Remembering dark places...

The old saying goes, “You can never go home again.” The idea being that once you have seen the larger world, that place you called home will never seem the same. This idea is one of the two main themes of the musical, Into the Woods. In the show, each character takes a trip ‘into the woods’ (out into the world) to get their wish (grow, evolve, change). In the process of getting their wish, they themselves are changed. The world teaches them things that they never knew before. And, when they go back to their lives (back home), they bring back with them their changed selves and the consequences of what they have learned. And, their home (village, castle) is then lost. Destroyed as a consequence of the very growth that taught them so much.

Life is never as simple as the fairy tales, and happily ever after can be harder than it looks. One of my ‘homes’ is the gay dance club. As a college student, my friends and I would pile into cars and head down to Portland to go to The Underground, the one gay dance club in reasonable driving distance of our small liberal arts college in Maine. We called ourselves the GoGo’s, because the group coalesced at a GoGo’s concert that most of us attended together. There we were, a bunch of 18 &19 year old gay boys dancing in a circle to We Got the Beat, demanding our space on the Civic Center floor. And, somewhere along the line the dozen of us decided that we should all have drag names – and the Bowdoin GoGo’s were born. At The Underground, there was nothing better than five or six of us dancing, with various boyfriends, pick-ups, and potentials in tow. These were great nights of fun and community. After college I found another gay dance club, The Haymarket in Boston. I went a couple of times a week. Some of the Bowdoin GoGo’s had moved to Boston as well, and along with all the friends, boyfriends, and tricks we were each making, we made The Haymarket our new home. The Haymarket was trashy and wonderful. Amateur strip nights, seedy hustlers, and the best dance music in Boston, the place was packed and just about as diverse as any club in Boston. I reveled in the attention of black gay men who would say to me as I got off the dance floor, “Big girl can move.” And, for awhile, I dated the most beautiful black man in Boston. The Haymarket was a community that kept me going, when all around there was death. But, as I got older and got in a relationship, and focused more on my work (in all its forms), the clubs became less and less a focus of my life. And, when at 30 I decided to stop drinking, the clubs seemed even more superfluous. I looked back fondly at that home, where I had been held as I became myself, but I stopped going to the bars. I had been ‘to the woods’ and the clubs couldn’t be my home anymore.

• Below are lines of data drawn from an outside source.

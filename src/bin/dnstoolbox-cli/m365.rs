use std::time::Duration;

use anyhow::{Context, Result};
use dnstoolbox_lib::{
    CheckName, CheckOutput, M365Options, M365Report, Verdict, check_m365_with_options,
    outlook_mx_targets,
};

#[cfg_attr(feature = "with-serde", derive(serde::Serialize))]
#[derive(Debug, Clone)]
pub struct M365Summary {
    #[cfg_attr(feature = "with-serde", serde(flatten))]
    pub report: M365Report,
}

impl M365Summary {
    pub fn human_lines(&self) -> Vec<String> {
        let report = &self.report;
        let mut lines = vec![format!("M365 checks for {}", report.domain)];

        for &check in &CheckName::ALL {
            lines.push(format!("  {}: {}", check.label(), report.verdict(check)));
            if check == CheckName::Mx {
                let exchanges = eop_exchanges(report);
                if !exchanges.is_empty() {
                    lines.push(format!("      EOP exchanges: {}", exchanges.join(", ")));
                }
            }
            // show per-resolver detail whenever the panel does not fully agree
            if report.verdict(check) != Verdict::Verified {
                for (resolver, output) in report.matrix.column(check) {
                    lines.push(format!("      {resolver}: {}", format_output(output)));
                }
            }
        }

        lines.push(format!("  DKIM: {}", report.dkim));

        for discrepancy in &report.discrepancies {
            lines.push(format!(
                "  discrepancy on {}:",
                discrepancy.check.label()
            ));
            for group in &discrepancy.groups {
                let value = match &group.value {
                    Some(values) => values.join(", "),
                    None => "absent".to_string(),
                };
                lines.push(format!("      {} -> {value}", group.resolvers.join(", ")));
            }
        }
        if report.is_consistent() {
            lines.push("  resolvers agree on every check".to_string());
        }

        lines
    }

    pub fn any_findings(&self) -> bool {
        let report = &self.report;
        !report.is_consistent()
            || report
                .verdicts
                .iter()
                .any(|(_, verdict)| *verdict != Verdict::Verified)
    }
}

/// Deduplicated Exchange Online Protection MX targets seen across the panel.
fn eop_exchanges(report: &M365Report) -> Vec<String> {
    let mut exchanges: Vec<String> = Vec::new();
    for (_, output) in report.matrix.column(CheckName::Mx) {
        if let CheckOutput::Values(values) = output {
            for target in outlook_mx_targets(values) {
                if !exchanges.contains(&target) {
                    exchanges.push(target);
                }
            }
        }
    }
    exchanges
}

fn format_output(output: &CheckOutput) -> String {
    match output {
        CheckOutput::Absent => "absent".to_string(),
        CheckOutput::Value(value) => value.clone(),
        CheckOutput::Values(values) if values.is_empty() => "absent".to_string(),
        CheckOutput::Values(values) => values.join(", "),
        CheckOutput::Failed(kind) => format!("error: {}", kind.message()),
    }
}

pub fn run(domain: &str, timeout: Duration) -> Result<M365Summary> {
    let options = M365Options::new().with_timeout(timeout);
    let report = check_m365_with_options(domain, &options)
        .with_context(|| format!("M365 checks for '{domain}'"))?;
    Ok(M365Summary { report })
}
use super::{CheckName, CheckOutput, Discrepancy, ResultMatrix, ValueGroup};

/// Group resolvers by normalized output per check and report every check
/// with at least two distinct present values.
///
/// Comparison is strict: ordered sequences with equal content in different
/// order count as distinct values. Absent and failed cells share the empty
/// group; they join the reported grouping once a check is flagged but never
/// trigger the flag on their own, so a single timed-out resolver does not
/// turn an otherwise agreeing column into a discrepancy.
pub(crate) fn detect(matrix: &ResultMatrix, checks: &[CheckName]) -> Vec<Discrepancy> {
    let mut discrepancies = Vec::new();

    for &check in checks {
        let mut groups: Vec<ValueGroup> = Vec::new();
        for (resolver, output) in matrix.column(check) {
            let value = normalize(output);
            match groups.iter_mut().find(|group| group.value == value) {
                Some(group) => group.resolvers.push(resolver.to_string()),
                None => groups.push(ValueGroup {
                    value,
                    resolvers: vec![resolver.to_string()],
                }),
            }
        }

        let present_groups = groups.iter().filter(|group| group.value.is_some()).count();
        if present_groups > 1 {
            discrepancies.push(Discrepancy { check, groups });
        }
    }

    discrepancies
}

/// Canonical comparable form of a cell: scalar values become one-element
/// sequences, absence and failure become the empty sentinel.
fn normalize(output: &CheckOutput) -> Option<Vec<String>> {
    match output {
        CheckOutput::Value(value) => Some(vec![value.clone()]),
        CheckOutput::Values(values) => Some(values.clone()),
        CheckOutput::Absent | CheckOutput::Failed(_) => None,
    }
}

One night shortly after I turned 41, I went on a trip through time. I went to Faces in East St. Louis. It was an 18+ night, and a number of my students from Webster decided to go. And, there I was back in the home of my youth. A gay dance club filled with young gay boys and dykelets flirting, dancing, giggling, and finding themselves at home. The music was 80s – it literally was a trip through time. The drag show included Kitty Litter – a big girl who can really move.

And, there were wolves and dangers and dark places. But there was also laughter and connection, and that feeling of community. Faces is gone now. I was glad I got to experience before it closed.

2 comments:

Clayton said...

While you can't ever really go home, are there any songs or venues that come close to transporting you back to those places? And would you be willing to say your group's drag names?

Unknown said...

Clayton, there are certainly moments in gay clubs when I hear music from the 80s and early 90s that can bring me back. Also, there are times when I look over a dance floor at a gay club where I am not transported back, but I can hallucinate that the group of gaybies on the dance floor are having the experience I did in the 80s.

As a group, we were the BoBo GoGo's. We had a Bobbette, a Zelda, a Jane, a Marcia... the others fade into the mist of time. (It was 25 years ago.)